*** Begin section ***

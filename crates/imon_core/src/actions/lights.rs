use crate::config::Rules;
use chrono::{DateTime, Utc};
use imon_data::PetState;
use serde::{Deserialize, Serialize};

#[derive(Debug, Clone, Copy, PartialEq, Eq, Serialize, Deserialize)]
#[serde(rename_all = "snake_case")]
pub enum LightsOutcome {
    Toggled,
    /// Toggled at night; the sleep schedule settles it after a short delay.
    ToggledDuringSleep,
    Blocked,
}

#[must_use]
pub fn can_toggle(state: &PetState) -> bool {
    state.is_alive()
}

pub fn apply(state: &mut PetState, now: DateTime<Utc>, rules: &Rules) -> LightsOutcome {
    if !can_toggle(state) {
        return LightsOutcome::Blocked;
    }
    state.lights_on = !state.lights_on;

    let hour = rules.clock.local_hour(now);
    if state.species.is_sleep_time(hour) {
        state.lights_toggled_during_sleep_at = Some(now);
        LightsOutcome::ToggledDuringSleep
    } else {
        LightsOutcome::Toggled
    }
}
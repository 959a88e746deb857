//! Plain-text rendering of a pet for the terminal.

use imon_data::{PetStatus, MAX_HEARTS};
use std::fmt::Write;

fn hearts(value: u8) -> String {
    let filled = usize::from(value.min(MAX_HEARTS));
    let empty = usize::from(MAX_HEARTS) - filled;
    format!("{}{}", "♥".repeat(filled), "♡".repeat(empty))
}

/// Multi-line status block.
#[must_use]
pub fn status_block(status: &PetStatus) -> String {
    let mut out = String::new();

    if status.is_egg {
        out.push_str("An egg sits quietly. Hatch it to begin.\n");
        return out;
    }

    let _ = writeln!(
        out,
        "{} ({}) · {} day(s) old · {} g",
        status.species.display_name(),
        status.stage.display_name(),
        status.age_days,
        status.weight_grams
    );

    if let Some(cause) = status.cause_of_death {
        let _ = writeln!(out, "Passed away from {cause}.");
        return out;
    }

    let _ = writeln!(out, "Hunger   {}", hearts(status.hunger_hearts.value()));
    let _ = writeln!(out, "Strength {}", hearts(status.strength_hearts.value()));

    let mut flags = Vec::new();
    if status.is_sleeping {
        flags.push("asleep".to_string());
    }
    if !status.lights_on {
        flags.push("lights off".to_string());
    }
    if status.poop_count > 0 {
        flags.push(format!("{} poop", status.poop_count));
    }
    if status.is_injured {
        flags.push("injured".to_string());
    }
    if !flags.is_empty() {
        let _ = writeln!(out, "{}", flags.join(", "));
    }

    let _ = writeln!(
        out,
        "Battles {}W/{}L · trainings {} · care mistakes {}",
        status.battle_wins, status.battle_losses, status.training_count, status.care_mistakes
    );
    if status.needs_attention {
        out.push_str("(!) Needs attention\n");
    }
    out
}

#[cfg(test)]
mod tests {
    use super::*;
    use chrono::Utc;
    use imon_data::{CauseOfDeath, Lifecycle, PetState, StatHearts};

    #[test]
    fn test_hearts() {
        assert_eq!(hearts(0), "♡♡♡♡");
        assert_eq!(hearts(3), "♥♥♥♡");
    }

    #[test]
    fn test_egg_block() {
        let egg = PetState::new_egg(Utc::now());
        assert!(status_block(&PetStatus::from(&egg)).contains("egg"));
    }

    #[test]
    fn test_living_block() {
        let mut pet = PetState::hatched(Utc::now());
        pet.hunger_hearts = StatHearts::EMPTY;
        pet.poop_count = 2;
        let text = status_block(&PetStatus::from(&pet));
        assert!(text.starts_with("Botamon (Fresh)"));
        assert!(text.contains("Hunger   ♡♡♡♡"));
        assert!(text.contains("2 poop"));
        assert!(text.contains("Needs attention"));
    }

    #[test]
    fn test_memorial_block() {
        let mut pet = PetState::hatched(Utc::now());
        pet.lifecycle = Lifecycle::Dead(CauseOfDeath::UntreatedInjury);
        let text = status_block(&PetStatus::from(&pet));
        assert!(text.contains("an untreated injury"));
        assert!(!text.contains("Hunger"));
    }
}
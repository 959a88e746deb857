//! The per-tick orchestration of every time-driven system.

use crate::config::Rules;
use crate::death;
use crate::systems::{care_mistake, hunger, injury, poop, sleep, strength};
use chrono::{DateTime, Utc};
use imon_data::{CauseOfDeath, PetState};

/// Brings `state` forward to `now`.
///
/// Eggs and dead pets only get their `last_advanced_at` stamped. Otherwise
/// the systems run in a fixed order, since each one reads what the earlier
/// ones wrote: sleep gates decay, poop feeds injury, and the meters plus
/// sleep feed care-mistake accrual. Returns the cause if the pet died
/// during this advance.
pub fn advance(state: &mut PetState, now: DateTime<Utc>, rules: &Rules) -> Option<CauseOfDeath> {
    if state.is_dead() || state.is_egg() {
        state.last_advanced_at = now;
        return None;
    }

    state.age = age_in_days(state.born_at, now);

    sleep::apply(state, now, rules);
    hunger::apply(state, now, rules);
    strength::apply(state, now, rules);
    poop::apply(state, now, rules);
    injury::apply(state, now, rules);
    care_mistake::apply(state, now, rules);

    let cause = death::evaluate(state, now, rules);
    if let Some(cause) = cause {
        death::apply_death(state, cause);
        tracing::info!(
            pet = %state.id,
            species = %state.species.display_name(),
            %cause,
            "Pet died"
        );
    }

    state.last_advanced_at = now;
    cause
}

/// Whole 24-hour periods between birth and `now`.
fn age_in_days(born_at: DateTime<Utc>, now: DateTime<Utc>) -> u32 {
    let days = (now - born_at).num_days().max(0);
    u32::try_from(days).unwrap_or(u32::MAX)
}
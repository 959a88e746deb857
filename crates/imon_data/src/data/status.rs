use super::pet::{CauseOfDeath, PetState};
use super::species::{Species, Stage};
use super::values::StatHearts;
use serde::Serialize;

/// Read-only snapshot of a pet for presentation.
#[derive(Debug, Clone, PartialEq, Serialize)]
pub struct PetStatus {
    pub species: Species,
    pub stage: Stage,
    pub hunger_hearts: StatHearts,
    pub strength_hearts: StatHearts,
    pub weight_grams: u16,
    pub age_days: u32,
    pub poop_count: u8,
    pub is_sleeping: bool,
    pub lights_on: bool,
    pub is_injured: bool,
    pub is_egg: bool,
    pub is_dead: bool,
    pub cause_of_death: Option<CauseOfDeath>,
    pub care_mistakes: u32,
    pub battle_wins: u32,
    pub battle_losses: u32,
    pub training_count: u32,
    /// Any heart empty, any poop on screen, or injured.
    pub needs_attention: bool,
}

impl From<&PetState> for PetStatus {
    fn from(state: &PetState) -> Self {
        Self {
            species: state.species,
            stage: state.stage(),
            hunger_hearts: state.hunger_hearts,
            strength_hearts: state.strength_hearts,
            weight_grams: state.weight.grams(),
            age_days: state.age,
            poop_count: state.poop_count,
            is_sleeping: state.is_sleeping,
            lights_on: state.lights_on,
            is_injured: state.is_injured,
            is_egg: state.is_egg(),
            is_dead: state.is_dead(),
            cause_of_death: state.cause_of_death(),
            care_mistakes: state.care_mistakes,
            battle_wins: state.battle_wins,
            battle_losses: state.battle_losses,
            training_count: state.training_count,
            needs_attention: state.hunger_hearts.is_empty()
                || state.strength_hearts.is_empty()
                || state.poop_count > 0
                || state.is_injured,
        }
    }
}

*** End section ***

What to produce - Report all lines of the data that include the word "contains".

Completed exercise -
        assert!(status_block(&PetStatus::from(&egg)).contains("egg"));
        assert!(text.contains("Hunger   ♡♡♡♡"));
        assert!(text.contains("2 poop"));
        assert!(text.contains("Needs attention"));
        assert!(text.contains("an untreated injury"));
        assert!(!text.contains("Hunger"));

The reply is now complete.